PROMPT:
Go through the entries below and report how many lines contain the string "params". Nothing but the number is wanted.

Items from a dataset
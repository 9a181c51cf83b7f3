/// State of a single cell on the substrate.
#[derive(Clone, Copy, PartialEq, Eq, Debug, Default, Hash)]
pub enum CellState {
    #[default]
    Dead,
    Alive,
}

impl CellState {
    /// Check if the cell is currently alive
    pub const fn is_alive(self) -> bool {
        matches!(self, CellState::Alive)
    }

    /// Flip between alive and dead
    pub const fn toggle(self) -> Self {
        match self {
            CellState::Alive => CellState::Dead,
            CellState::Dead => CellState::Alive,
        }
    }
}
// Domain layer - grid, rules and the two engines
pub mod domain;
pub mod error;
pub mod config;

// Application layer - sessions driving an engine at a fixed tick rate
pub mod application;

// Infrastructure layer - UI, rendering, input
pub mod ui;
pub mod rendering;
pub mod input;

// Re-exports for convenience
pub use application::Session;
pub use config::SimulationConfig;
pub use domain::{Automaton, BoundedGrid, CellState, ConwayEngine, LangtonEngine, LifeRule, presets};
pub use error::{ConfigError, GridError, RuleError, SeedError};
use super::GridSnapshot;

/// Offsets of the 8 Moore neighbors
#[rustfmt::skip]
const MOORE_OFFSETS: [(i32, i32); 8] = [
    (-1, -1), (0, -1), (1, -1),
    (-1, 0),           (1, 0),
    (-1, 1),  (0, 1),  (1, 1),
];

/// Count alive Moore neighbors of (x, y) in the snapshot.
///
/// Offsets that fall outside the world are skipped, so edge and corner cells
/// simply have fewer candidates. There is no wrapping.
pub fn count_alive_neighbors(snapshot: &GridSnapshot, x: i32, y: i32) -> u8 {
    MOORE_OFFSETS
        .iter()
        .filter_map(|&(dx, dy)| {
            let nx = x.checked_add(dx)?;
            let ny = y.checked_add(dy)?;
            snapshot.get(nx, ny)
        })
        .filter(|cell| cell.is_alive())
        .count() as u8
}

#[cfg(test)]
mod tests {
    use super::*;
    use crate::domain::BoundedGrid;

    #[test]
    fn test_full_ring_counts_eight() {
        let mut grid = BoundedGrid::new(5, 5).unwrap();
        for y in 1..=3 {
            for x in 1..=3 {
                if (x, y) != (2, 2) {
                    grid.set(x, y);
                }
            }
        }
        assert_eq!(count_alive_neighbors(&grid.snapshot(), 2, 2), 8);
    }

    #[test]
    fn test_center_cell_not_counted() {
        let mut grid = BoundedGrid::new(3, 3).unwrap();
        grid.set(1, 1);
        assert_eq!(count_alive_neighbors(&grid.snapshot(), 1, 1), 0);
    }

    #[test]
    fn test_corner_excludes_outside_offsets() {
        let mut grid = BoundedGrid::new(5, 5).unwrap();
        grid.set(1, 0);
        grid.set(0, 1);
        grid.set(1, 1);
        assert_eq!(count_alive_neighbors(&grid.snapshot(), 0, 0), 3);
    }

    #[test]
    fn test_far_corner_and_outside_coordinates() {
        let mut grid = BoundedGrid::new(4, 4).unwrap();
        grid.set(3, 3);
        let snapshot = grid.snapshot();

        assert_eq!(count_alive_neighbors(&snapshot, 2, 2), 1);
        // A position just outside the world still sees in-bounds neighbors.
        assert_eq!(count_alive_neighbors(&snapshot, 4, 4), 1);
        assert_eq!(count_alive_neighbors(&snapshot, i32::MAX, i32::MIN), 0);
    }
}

---

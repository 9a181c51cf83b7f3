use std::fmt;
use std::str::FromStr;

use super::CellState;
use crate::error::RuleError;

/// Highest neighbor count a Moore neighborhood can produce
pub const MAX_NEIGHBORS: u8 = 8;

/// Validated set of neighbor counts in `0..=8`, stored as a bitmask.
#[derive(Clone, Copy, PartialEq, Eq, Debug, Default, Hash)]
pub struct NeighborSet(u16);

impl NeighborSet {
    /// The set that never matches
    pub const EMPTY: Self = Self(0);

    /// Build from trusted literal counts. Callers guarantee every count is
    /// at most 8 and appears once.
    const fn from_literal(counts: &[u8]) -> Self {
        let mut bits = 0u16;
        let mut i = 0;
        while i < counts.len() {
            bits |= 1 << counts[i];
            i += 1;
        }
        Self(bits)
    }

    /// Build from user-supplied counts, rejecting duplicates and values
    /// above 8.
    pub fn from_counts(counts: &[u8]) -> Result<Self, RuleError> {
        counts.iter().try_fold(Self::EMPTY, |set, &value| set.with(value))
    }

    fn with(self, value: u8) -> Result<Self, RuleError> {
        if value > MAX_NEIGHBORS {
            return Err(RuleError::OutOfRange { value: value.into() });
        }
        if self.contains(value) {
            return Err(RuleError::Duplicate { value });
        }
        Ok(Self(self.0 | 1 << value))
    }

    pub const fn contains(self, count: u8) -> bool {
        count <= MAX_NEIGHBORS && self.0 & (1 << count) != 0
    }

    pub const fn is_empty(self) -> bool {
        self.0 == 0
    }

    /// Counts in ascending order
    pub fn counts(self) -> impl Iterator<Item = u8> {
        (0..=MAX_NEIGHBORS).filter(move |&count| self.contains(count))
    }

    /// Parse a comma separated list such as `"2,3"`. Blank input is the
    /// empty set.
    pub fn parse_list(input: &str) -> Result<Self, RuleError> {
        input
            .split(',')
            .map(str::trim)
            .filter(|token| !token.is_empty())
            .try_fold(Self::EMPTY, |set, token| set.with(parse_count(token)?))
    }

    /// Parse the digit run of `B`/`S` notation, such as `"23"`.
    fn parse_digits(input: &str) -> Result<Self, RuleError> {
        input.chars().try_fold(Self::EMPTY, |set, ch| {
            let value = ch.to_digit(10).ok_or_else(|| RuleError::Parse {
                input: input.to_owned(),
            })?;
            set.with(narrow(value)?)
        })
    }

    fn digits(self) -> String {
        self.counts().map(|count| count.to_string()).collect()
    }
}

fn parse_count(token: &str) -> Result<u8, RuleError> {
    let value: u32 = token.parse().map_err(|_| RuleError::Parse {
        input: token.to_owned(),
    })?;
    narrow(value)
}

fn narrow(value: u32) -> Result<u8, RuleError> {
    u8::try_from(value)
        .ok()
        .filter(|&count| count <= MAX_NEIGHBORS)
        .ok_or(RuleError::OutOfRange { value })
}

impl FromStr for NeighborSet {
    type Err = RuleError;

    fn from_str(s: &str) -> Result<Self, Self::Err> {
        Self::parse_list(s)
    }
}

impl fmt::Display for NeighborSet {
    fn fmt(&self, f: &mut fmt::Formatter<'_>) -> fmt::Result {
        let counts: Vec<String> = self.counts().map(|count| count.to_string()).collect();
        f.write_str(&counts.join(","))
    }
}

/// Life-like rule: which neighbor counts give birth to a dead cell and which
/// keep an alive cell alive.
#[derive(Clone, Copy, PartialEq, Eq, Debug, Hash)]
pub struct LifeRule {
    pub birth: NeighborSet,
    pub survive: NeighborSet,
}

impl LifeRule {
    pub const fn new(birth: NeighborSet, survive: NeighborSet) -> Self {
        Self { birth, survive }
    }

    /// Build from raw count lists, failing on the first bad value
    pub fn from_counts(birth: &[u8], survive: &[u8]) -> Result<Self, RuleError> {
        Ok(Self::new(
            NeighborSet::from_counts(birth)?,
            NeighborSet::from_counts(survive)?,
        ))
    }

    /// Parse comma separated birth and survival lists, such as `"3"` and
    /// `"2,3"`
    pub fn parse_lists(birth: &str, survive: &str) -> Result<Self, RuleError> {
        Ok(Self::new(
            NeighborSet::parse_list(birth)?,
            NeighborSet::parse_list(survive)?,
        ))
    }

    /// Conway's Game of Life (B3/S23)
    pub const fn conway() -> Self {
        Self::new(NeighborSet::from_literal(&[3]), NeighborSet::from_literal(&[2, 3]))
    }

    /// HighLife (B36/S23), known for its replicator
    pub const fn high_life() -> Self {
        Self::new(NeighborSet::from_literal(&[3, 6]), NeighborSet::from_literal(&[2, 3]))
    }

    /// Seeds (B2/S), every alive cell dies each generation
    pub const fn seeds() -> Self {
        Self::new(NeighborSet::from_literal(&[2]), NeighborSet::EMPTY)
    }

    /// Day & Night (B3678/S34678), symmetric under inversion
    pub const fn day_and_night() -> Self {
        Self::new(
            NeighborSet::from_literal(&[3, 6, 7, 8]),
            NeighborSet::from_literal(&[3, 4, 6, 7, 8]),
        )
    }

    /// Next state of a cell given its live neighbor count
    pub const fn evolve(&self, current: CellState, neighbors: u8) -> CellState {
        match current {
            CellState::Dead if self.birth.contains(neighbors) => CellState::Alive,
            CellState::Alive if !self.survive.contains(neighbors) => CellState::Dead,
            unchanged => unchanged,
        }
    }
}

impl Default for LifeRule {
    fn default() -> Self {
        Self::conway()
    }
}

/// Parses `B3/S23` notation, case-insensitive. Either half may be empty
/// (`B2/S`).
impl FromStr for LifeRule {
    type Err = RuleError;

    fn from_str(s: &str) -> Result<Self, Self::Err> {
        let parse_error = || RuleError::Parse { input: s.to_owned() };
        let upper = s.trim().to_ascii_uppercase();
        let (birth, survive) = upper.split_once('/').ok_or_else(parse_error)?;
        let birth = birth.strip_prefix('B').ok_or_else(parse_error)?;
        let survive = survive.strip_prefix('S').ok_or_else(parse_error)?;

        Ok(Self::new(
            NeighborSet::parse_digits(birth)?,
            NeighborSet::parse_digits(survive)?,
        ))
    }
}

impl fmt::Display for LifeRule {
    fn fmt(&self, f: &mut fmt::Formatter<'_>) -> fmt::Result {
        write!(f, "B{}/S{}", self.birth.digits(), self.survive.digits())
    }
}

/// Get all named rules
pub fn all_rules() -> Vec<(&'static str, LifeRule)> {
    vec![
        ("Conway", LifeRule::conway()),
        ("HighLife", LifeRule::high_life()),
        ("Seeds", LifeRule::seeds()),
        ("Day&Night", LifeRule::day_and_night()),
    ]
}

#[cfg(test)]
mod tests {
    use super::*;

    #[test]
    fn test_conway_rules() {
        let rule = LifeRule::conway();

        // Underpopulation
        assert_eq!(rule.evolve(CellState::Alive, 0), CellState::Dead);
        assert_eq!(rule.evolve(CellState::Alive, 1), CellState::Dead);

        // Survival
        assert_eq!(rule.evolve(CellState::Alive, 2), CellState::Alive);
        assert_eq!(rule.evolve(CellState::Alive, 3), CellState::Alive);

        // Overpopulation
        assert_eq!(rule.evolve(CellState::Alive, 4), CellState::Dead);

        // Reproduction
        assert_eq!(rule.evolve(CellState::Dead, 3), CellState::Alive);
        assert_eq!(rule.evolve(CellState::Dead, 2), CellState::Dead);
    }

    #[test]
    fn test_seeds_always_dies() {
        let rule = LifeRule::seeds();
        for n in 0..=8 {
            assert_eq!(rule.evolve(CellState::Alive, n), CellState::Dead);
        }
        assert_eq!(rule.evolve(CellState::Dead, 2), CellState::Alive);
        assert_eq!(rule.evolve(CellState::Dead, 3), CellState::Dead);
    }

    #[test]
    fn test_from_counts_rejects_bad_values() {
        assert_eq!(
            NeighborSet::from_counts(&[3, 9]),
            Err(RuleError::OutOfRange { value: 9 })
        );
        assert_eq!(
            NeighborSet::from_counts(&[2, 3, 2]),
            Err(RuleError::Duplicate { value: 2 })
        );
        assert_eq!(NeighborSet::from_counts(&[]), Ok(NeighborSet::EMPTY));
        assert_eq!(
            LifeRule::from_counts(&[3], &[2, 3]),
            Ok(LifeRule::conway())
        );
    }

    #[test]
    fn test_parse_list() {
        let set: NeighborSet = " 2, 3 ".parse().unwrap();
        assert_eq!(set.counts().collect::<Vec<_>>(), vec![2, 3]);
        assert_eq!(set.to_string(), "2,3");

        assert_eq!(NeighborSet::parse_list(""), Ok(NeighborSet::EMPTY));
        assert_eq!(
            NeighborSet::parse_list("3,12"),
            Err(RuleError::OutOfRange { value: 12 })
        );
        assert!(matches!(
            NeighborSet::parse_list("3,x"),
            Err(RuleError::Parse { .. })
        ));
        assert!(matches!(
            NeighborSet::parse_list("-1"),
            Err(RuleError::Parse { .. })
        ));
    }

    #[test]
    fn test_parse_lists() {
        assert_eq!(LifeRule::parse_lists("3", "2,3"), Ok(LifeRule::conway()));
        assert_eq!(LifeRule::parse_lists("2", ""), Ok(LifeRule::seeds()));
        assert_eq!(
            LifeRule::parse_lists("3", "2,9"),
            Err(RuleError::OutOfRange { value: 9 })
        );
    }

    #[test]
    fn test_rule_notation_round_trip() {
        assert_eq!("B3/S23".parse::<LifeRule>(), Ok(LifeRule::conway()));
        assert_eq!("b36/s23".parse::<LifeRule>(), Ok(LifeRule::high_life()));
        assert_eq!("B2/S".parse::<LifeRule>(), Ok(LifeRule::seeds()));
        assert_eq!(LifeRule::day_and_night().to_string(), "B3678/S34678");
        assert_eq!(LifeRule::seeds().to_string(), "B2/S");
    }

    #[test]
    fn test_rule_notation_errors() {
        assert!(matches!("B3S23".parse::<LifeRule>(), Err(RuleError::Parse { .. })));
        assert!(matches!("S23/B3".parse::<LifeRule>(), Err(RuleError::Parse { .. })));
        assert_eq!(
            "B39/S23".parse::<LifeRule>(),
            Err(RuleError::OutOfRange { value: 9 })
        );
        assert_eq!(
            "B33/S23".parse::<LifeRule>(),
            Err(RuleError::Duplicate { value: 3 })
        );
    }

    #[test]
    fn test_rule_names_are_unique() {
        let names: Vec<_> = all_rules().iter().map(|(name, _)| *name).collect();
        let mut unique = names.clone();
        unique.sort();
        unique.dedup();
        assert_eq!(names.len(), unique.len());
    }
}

==

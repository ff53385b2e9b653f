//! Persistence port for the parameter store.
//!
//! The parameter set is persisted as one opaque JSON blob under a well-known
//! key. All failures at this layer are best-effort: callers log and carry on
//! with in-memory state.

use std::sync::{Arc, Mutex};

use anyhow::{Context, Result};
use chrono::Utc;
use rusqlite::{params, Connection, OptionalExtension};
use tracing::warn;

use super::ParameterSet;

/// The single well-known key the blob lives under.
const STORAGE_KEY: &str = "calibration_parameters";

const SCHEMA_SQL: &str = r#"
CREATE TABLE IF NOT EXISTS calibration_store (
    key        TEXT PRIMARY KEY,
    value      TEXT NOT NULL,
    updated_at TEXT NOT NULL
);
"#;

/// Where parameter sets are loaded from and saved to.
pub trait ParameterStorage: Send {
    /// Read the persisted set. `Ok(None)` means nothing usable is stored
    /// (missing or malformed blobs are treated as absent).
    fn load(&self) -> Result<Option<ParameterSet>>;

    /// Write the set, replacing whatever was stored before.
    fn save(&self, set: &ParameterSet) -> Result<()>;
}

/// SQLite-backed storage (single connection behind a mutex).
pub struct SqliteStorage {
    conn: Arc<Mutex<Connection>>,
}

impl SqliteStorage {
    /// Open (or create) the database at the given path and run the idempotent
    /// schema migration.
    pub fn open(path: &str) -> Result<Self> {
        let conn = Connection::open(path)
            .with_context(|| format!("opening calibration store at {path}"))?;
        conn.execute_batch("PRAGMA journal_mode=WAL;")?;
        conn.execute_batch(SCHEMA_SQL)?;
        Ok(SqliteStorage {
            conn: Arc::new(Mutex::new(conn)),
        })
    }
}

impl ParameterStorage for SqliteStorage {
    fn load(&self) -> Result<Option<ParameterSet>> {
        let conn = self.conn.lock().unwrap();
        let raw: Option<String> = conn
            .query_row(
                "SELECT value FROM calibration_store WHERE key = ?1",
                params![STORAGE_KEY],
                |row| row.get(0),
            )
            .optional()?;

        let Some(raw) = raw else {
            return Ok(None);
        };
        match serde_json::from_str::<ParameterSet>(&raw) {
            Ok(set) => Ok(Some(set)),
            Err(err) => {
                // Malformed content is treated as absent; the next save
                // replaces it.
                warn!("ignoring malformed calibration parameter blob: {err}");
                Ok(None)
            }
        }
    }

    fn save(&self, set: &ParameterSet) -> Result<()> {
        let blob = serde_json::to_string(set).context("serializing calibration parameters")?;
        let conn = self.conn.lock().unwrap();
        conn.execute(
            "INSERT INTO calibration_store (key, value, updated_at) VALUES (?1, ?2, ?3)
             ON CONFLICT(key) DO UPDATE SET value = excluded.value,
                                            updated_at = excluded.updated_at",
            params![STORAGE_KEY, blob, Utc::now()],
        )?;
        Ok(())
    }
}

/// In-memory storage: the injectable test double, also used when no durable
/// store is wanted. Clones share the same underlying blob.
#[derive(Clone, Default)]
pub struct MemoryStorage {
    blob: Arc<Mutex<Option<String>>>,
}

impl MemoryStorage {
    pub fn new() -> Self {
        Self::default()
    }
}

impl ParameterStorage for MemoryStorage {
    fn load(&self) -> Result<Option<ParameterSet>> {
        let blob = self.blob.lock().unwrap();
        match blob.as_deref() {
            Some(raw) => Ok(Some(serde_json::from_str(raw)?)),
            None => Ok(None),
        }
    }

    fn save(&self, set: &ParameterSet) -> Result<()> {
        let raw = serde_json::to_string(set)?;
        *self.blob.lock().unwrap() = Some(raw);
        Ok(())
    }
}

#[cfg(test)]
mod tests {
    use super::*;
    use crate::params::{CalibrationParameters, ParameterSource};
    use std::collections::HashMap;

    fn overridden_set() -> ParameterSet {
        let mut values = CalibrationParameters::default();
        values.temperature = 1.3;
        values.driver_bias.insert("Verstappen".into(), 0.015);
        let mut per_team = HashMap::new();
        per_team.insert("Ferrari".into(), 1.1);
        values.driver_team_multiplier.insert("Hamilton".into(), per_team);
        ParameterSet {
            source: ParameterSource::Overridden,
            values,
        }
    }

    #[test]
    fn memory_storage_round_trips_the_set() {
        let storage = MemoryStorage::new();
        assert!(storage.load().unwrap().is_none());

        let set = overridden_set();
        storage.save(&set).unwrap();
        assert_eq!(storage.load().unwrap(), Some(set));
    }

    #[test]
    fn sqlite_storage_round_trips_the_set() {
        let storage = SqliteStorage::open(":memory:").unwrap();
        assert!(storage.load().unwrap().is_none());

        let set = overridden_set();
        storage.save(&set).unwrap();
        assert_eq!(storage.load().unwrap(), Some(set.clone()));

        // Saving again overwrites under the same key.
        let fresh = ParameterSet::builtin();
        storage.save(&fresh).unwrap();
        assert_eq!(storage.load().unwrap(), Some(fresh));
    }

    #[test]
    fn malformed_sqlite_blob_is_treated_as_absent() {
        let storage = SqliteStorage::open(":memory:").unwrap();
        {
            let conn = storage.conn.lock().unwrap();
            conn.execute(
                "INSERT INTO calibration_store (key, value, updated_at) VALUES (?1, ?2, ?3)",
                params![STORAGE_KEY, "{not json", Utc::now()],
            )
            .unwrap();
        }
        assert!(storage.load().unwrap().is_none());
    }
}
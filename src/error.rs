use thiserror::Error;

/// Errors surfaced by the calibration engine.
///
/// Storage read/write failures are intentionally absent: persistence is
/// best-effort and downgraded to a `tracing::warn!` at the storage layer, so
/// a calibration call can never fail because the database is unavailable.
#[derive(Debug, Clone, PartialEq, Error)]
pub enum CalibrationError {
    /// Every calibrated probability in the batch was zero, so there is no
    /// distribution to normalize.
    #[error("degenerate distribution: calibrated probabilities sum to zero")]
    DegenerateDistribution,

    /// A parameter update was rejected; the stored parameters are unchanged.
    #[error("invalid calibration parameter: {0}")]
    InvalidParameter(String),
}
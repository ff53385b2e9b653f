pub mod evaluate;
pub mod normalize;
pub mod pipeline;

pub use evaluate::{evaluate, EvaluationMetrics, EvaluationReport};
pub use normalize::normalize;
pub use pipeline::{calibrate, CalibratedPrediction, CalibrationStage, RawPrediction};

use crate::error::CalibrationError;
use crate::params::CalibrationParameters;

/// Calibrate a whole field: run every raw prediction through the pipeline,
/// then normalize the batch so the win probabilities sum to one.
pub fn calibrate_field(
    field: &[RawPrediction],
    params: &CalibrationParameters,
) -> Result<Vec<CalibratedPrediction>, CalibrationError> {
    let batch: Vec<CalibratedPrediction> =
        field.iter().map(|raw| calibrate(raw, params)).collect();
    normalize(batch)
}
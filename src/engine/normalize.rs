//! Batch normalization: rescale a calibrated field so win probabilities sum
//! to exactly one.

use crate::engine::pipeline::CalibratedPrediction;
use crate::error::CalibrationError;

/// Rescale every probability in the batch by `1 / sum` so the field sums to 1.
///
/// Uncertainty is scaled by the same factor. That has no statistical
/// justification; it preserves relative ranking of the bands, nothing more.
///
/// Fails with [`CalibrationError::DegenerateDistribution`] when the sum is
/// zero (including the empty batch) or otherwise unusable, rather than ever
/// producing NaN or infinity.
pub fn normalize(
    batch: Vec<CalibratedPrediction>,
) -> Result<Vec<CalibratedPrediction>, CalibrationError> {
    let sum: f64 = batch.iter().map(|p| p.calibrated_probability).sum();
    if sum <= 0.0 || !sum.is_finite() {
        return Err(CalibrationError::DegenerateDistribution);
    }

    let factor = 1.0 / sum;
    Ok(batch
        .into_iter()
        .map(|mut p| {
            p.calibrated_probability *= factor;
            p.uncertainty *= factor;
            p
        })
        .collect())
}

WORKED SOLUTION:
8